> **Input for this task**:
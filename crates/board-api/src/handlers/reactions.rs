//! Reaction handlers
//!
//! Endpoints for reacting to posts and reaction lookup/removal.

use axum::{
    extract::{Path, State},
    Json,
};
use board_service::{ReactionCreatedResponse, ReactionResponse, ReactionService};

use crate::extractors::JsonPayload;
use crate::response::{ApiResult, Deleted};
use crate::state::AppState;

/// React to a post
///
/// POST /reactions/react/:post_id
pub async fn react(
    State(state): State<AppState>,
    Path(post_id): Path<i64>,
    JsonPayload(payload): JsonPayload,
) -> ApiResult<Json<ReactionCreatedResponse>> {
    let service = ReactionService::new(state.service_context());
    let response = service.react(post_id, &payload).await?;
    Ok(Json(response))
}

/// Get a reaction
///
/// GET /reactions/:reaction_id
pub async fn get_reaction(
    State(state): State<AppState>,
    Path(reaction_id): Path<i64>,
) -> ApiResult<Json<ReactionResponse>> {
    let service = ReactionService::new(state.service_context());
    let response = service.get_reaction(reaction_id).await?;
    Ok(Json(response))
}

/// Delete a reaction, restoring both counters
///
/// POST /reactions/delete/:reaction_id
pub async fn delete_reaction(
    State(state): State<AppState>,
    Path(reaction_id): Path<i64>,
) -> ApiResult<Deleted> {
    let service = ReactionService::new(state.service_context());
    service.delete_reaction(reaction_id).await?;
    Ok(Deleted)
}
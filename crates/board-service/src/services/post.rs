//! Post service
//!
//! Handles post creation, lookup, and cascade deletion.

use serde_json::Value;
use tracing::{info, instrument};

use board_core::validation::check_new_post;
use board_core::DomainError;

use crate::dto::PostResponse;

use super::context::ServiceContext;
use super::error::ServiceResult;

/// Post service
pub struct PostService<'a> {
    ctx: &'a ServiceContext,
}

impl<'a> PostService<'a> {
    /// Create a new PostService
    pub fn new(ctx: &'a ServiceContext) -> Self {
        Self { ctx }
    }

    /// Create a post from a request payload.
    ///
    /// The author existence lookup runs whenever `author_id` passed its
    /// type check, so `invalid_author_id` is reported alongside any other
    /// field errors.
    #[instrument(skip(self, payload))]
    pub async fn create_post(&self, payload: &Value) -> ServiceResult<PostResponse> {
        let mut check = check_new_post(payload);

        if let Some(author_id) = check.author_id {
            if !self.ctx.user_repo().exists(author_id).await? {
                check.reject_missing_author();
            }
        }

        let new_post = check.finish()?;
        let post = self.ctx.post_repo().create(&new_post).await?;

        info!(post_id = post.id, author_id = post.author_id, "Post created");

        Ok(PostResponse::from_entity(&post, Vec::new()))
    }

    /// Get a post by id, with the glyphs reacted to it
    #[instrument(skip(self))]
    pub async fn get_post(&self, post_id: i64) -> ServiceResult<PostResponse> {
        let post = self
            .ctx
            .post_repo()
            .find_by_id(post_id)
            .await?
            .ok_or(DomainError::PostNotFound(post_id))?;

        let reactions = self.ctx.reaction_repo().glyphs_by_post(post_id).await?;
        Ok(PostResponse::from_entity(&post, reactions))
    }

    /// Delete a post and every reaction on it
    #[instrument(skip(self))]
    pub async fn delete_post(&self, post_id: i64) -> ServiceResult<()> {
        self.ctx.post_repo().delete_cascading(post_id).await?;
        info!(post_id, "Post deleted");
        Ok(())
    }
}
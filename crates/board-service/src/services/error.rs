//! Service layer error types
//!
//! Provides a unified error type for all service operations.

use std::fmt;

use board_core::validation::ValidationErrors;
use board_core::DomainError;

/// Service layer error type
#[derive(Debug)]
pub enum ServiceError {
    /// Payload validation failed; carries the error-code → message mapping
    Validation(ValidationErrors),

    /// Domain rule violation (missing rows, duplicate email, database)
    Domain(DomainError),

    /// Internal error
    Internal(anyhow::Error),
}

impl fmt::Display for ServiceError {
    fn fmt(&self, f: &mut fmt::Formatter<'_>) -> fmt::Result {
        match self {
            Self::Validation(errors) => write!(f, "Validation failed: {errors}"),
            Self::Domain(e) => write!(f, "{e}"),
            Self::Internal(e) => write!(f, "Internal error: {e}"),
        }
    }
}

impl std::error::Error for ServiceError {
    fn source(&self) -> Option<&(dyn std::error::Error + 'static)> {
        match self {
            Self::Domain(e) => Some(e),
            _ => None,
        }
    }
}

impl ServiceError {
    /// Create an internal error
    pub fn internal(msg: impl Into<String>) -> Self {
        Self::Internal(anyhow::anyhow!(msg.into()))
    }
}

impl From<ValidationErrors> for ServiceError {
    fn from(errors: ValidationErrors) -> Self {
        Self::Validation(errors)
    }
}

impl From<DomainError> for ServiceError {
    fn from(err: DomainError) -> Self {
        Self::Domain(err)
    }
}

/// Result type for service operations
pub type ServiceResult<T> = Result<T, ServiceError>;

> **Exercise objective**: Word for word, return the lines from the one holding "self.ctx.post_repo().delete_cascading(post_id).await?;" through the end of the entries above.

> **Solution for this exercise**:
        self.ctx.post_repo().delete_cascading(post_id).await?;
        info!(post_id, "Post deleted");
        Ok(())
    }
}
filename crates/board-service/src/services/error.rs
//! Service layer error types
//!
//! Provides a unified error type for all service operations.

use std::fmt;

use board_core::validation::ValidationErrors;
use board_core::DomainError;

/// Service layer error type
#[derive(Debug)]
pub enum ServiceError {
    /// Payload validation failed; carries the error-code → message mapping
    Validation(ValidationErrors),

    /// Domain rule violation (missing rows, duplicate email, database)
    Domain(DomainError),

    /// Internal error
    Internal(anyhow::Error),
}

impl fmt::Display for ServiceError {
    fn fmt(&self, f: &mut fmt::Formatter<'_>) -> fmt::Result {
        match self {
            Self::Validation(errors) => write!(f, "Validation failed: {errors}"),
            Self::Domain(e) => write!(f, "{e}"),
            Self::Internal(e) => write!(f, "Internal error: {e}"),
        }
    }
}

impl std::error::Error for ServiceError {
    fn source(&self) -> Option<&(dyn std::error::Error + 'static)> {
        match self {
            Self::Domain(e) => Some(e),
            _ => None,
        }
    }
}

impl ServiceError {
    /// Create an internal error
    pub fn internal(msg: impl Into<String>) -> Self {
        Self::Internal(anyhow::anyhow!(msg.into()))
    }
}

impl From<ValidationErrors> for ServiceError {
    fn from(errors: ValidationErrors) -> Self {
        Self::Validation(errors)
    }
}

impl From<DomainError> for ServiceError {
    fn from(err: DomainError) -> Self {
        Self::Domain(err)
    }
}

/// Result type for service operations
pub type ServiceResult<T> = Result<T, ServiceError>;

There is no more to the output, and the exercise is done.